What you have to do: Once you have read the records below, restate them word for word.

((

//! Structured errors for the `/proc` readers.
//!
//! Every variant carries the path of the file that was being read, so a caller
//! that logs and skips a PID still knows which source deviated from the
//! expected schema. [`Error::kind`] folds the variants into the three coarse
//! classes callers branch on.

use std::num::ParseIntError;
use std::path::PathBuf;

use crate::fsutil;

/// Coarse classification of a [`Error`].
#[derive(Debug, Clone, Copy, PartialEq, Eq)]
pub enum ErrorKind {
    /// The file could not be read or its content deviates from the kernel schema.
    Internal,
    /// An expected marker line or section is absent.
    NotFound,
    /// The content is structurally present but malformed.
    InvalidArgument,
}

#[derive(Debug, thiserror::Error)]
pub enum Error {
    #[error(transparent)]
    FileOpen(#[from] fsutil::FileOpenError),

    #[error("failed to read line for file `{path}`: {source}")]
    ReadLine {
        path: PathBuf,
        #[source]
        source: std::io::Error,
    },

    #[error("file `{path}` is empty")]
    Empty { path: PathBuf },

    #[error("incorrect number of fields in `{path}`: expected at least {expected}, found {found}")]
    TooFewFields {
        path: PathBuf,
        expected: usize,
        found: usize,
    },

    #[error("invalid process name field in `{path}`: `{field}`")]
    InvalidProcessName { path: PathBuf, field: String },

    #[error("invalid value for `{field}` in `{path}`: '{value}': {source}")]
    InvalidValue {
        path: PathBuf,
        field: &'static str,
        value: String,
        #[source]
        source: ParseIntError,
    },

    #[error("invalid value for '{key}' in `{path}` at line {line}: '{value}': {source}")]
    InvalidKeyValue {
        path: PathBuf,
        key: String,
        value: String,
        line: usize,
        #[source]
        source: ParseIntError,
    },

    #[error("value of `{field}` in `{path}` is out of range")]
    Overflow { path: PathBuf, field: &'static str },

    #[error("could not find the `cpu` line in `{path}`")]
    MissingCpuLine { path: PathBuf },

    #[error("proc path `{path}` returns incorrect result `{line}`")]
    InvalidUidLine { path: PathBuf, line: String },

    #[error("NStgid line in `{path}` is invalid: `{line}`")]
    InvalidNamespacePidLine { path: PathBuf, line: String },

    #[error("failed to read symlink `{path}`: {source}")]
    ReadSymlink {
        path: PathBuf,
        #[source]
        source: std::io::Error,
    },
}

impl Error {
    /// Returns the coarse class of this error.
    pub fn kind(&self) -> ErrorKind {
        match self {
            Error::MissingCpuLine { .. } => ErrorKind::NotFound,
            Error::InvalidNamespacePidLine { .. } => ErrorKind::InvalidArgument,
            Error::FileOpen(_)
            | Error::ReadLine { .. }
            | Error::Empty { .. }
            | Error::TooFewFields { .. }
            | Error::InvalidProcessName { .. }
            | Error::InvalidValue { .. }
            | Error::InvalidKeyValue { .. }
            | Error::Overflow { .. }
            | Error::InvalidUidLine { .. }
            | Error::ReadSymlink { .. } => ErrorKind::Internal,
        }
    }
}

pub type Result<T> = std::result::Result<T, Error>;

))

Exercise result:
//! Structured errors for the `/proc` readers.
//!
//! Every variant carries the path of the file that was being read, so a caller
//! that logs and skips a PID still knows which source deviated from the
//! expected schema. [`Error::kind`] folds the variants into the three coarse
//! classes callers branch on.

use std::num::ParseIntError;
use std::path::PathBuf;

use crate::fsutil;

/// Coarse classification of a [`Error`].
#[derive(Debug, Clone, Copy, PartialEq, Eq)]
pub enum ErrorKind {
    /// The file could not be read or its content deviates from the kernel schema.
    Internal,
    /// An expected marker line or section is absent.
    NotFound,
    /// The content is structurally present but malformed.
    InvalidArgument,
}

#[derive(Debug, thiserror::Error)]
pub enum Error {
    #[error(transparent)]
    FileOpen(#[from] fsutil::FileOpenError),

    #[error("failed to read line for file `{path}`: {source}")]
    ReadLine {
        path: PathBuf,
        #[source]
        source: std::io::Error,
    },

    #[error("file `{path}` is empty")]
    Empty { path: PathBuf },

    #[error("incorrect number of fields in `{path}`: expected at least {expected}, found {found}")]
    TooFewFields {
        path: PathBuf,
        expected: usize,
        found: usize,
    },

    #[error("invalid process name field in `{path}`: `{field}`")]
    InvalidProcessName { path: PathBuf, field: String },

    #[error("invalid value for `{field}` in `{path}`: '{value}': {source}")]
    InvalidValue {
        path: PathBuf,
        field: &'static str,
        value: String,
        #[source]
        source: ParseIntError,
    },

    #[error("invalid value for '{key}' in `{path}` at line {line}: '{value}': {source}")]
    InvalidKeyValue {
        path: PathBuf,
        key: String,
        value: String,
        line: usize,
        #[source]
        source: ParseIntError,
    },

    #[error("value of `{field}` in `{path}` is out of range")]
    Overflow { path: PathBuf, field: &'static str },

    #[error("could not find the `cpu` line in `{path}`")]
    MissingCpuLine { path: PathBuf },

    #[error("proc path `{path}` returns incorrect result `{line}`")]
    InvalidUidLine { path: PathBuf, line: String },

    #[error("NStgid line in `{path}` is invalid: `{line}`")]
    InvalidNamespacePidLine { path: PathBuf, line: String },

    #[error("failed to read symlink `{path}`: {source}")]
    ReadSymlink {
        path: PathBuf,
        #[source]
        source: std::io::Error,
    },
}

impl Error {
    /// Returns the coarse class of this error.
    pub fn kind(&self) -> ErrorKind {
        match self {
            Error::MissingCpuLine { .. } => ErrorKind::NotFound,
            Error::InvalidNamespacePidLine { .. } => ErrorKind::InvalidArgument,
            Error::FileOpen(_)
            | Error::ReadLine { .. }
            | Error::Empty { .. }
            | Error::TooFewFields { .. }
            | Error::InvalidProcessName { .. }
            | Error::InvalidValue { .. }
            | Error::InvalidKeyValue { .. }
            | Error::Overflow { .. }
            | Error::InvalidUidLine { .. }
            | Error::ReadSymlink { .. } => ErrorKind::Internal,
        }
    }
}

pub type Result<T> = std::result::Result<T, Error>;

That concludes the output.